Records from a data collection:
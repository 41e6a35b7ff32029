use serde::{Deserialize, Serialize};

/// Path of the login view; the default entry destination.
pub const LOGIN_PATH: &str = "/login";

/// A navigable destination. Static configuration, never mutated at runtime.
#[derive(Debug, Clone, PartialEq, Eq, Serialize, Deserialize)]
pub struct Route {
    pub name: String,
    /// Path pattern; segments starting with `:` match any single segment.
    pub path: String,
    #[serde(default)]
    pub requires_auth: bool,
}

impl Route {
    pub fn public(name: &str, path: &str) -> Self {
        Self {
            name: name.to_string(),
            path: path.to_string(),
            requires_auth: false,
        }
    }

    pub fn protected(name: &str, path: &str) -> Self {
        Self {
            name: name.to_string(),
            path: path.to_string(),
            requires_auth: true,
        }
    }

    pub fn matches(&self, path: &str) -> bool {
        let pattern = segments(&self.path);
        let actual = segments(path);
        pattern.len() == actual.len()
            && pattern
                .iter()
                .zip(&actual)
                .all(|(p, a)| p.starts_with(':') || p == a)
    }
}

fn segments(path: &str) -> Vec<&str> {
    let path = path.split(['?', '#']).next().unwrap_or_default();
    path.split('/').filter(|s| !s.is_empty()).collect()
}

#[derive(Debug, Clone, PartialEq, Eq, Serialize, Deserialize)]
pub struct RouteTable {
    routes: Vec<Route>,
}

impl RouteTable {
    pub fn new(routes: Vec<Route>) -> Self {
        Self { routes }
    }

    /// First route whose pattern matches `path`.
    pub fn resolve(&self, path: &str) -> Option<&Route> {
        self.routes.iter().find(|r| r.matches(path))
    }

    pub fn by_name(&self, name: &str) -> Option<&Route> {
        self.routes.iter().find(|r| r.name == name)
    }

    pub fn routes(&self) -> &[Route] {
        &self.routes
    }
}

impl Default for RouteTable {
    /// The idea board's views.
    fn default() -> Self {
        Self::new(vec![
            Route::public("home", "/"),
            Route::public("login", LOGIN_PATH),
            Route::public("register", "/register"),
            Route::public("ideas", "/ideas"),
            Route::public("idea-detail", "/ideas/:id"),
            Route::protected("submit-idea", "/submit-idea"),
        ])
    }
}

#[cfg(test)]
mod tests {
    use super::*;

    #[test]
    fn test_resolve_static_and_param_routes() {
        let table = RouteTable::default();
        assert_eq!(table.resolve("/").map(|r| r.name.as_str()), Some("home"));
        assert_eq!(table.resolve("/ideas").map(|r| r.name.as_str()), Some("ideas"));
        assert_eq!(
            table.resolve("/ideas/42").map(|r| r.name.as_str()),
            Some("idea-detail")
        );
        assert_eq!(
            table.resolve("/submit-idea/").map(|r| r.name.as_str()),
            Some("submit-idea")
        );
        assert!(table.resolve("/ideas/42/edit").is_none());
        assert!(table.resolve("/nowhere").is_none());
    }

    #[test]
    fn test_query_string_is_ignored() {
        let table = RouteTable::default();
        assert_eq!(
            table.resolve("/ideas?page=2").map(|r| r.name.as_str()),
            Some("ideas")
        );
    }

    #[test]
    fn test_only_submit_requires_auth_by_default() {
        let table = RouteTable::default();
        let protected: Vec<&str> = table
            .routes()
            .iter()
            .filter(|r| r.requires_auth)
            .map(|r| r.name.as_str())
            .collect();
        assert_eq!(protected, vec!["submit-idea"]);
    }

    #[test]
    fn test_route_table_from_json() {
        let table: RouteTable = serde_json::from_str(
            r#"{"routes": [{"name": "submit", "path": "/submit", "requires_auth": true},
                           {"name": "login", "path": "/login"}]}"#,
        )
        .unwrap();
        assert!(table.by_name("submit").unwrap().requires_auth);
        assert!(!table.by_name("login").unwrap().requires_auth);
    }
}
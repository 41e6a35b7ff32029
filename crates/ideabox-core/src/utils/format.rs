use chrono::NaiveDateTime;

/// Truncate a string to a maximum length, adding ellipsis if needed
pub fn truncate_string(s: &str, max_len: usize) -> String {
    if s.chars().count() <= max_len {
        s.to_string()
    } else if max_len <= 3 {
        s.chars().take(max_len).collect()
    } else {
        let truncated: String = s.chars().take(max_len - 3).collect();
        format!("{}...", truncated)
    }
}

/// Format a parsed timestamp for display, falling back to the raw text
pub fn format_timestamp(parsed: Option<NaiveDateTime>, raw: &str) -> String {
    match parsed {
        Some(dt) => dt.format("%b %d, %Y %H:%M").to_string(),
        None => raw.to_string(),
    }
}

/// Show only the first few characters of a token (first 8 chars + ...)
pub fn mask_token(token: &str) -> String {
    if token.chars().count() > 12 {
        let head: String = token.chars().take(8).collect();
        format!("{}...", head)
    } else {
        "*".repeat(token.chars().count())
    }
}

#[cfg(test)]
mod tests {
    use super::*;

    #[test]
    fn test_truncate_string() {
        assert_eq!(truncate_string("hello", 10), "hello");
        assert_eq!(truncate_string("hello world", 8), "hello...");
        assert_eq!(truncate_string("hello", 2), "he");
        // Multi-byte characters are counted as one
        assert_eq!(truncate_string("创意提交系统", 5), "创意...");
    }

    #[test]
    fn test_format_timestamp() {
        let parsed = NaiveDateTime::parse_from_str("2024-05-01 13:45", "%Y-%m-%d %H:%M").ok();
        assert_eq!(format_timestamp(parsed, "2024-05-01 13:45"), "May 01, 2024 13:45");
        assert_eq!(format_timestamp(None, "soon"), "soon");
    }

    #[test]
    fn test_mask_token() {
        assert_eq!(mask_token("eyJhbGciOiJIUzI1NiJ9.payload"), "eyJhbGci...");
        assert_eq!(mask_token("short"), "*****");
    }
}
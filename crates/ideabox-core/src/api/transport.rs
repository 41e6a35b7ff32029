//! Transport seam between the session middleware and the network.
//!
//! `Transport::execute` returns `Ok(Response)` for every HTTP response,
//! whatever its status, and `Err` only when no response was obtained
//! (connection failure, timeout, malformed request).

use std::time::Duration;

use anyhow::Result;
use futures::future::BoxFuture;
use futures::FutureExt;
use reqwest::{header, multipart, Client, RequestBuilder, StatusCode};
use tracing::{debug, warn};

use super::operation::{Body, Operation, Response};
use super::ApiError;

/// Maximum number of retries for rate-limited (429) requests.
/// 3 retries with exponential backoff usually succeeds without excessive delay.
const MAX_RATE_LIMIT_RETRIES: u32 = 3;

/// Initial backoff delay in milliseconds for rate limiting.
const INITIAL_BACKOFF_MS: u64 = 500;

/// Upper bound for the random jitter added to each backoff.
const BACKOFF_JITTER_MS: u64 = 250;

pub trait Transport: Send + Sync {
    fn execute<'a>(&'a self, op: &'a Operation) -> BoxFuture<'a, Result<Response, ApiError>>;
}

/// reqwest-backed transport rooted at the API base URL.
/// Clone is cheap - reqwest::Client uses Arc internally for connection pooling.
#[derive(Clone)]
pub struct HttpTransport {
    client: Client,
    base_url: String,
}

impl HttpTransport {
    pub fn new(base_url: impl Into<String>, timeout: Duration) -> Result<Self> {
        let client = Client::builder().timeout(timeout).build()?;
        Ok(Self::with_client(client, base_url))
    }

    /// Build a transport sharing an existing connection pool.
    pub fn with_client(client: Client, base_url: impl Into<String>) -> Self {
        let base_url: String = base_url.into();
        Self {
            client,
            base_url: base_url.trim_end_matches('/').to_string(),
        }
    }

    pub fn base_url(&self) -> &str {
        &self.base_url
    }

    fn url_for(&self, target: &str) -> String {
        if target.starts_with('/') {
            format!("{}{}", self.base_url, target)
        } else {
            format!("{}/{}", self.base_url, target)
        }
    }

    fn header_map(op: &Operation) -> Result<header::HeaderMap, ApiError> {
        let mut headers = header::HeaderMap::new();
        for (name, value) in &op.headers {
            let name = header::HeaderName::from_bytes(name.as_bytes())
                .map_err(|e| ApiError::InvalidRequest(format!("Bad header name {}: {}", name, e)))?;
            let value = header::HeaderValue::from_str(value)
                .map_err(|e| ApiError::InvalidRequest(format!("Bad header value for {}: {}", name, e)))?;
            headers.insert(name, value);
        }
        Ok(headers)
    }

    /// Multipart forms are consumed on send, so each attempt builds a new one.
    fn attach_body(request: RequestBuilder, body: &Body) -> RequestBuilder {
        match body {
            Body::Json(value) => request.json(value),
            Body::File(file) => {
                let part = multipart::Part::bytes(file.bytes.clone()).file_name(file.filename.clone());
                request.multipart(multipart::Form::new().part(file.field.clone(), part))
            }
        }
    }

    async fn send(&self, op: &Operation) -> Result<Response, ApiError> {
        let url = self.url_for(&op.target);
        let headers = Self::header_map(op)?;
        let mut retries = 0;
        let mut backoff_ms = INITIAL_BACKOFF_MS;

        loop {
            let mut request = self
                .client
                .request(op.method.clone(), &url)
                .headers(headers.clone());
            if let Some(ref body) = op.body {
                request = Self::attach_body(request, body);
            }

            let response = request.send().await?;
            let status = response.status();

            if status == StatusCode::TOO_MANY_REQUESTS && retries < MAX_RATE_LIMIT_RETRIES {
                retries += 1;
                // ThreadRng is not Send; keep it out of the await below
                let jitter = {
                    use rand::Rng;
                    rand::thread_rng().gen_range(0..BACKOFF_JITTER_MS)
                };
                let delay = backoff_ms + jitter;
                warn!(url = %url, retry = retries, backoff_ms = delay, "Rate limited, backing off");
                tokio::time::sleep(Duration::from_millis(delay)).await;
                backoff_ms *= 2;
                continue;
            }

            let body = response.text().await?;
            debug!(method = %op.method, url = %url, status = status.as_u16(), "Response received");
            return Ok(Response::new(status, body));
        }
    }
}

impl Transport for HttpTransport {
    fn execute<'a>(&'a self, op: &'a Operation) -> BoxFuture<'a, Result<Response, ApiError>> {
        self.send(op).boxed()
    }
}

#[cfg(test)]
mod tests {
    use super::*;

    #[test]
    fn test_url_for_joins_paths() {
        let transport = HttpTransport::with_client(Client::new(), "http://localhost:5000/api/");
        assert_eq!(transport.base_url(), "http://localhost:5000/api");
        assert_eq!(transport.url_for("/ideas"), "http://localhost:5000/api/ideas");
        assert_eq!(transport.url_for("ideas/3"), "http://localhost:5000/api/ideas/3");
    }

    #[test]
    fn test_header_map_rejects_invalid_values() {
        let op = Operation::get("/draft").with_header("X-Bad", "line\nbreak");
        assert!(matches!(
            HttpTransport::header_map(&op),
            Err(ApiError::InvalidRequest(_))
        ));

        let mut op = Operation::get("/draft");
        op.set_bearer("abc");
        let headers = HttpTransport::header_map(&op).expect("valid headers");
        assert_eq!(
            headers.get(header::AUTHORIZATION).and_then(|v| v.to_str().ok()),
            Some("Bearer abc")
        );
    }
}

Task goal
Give nothing but the number of lines in the entries that include "Option".

Answer to this task
3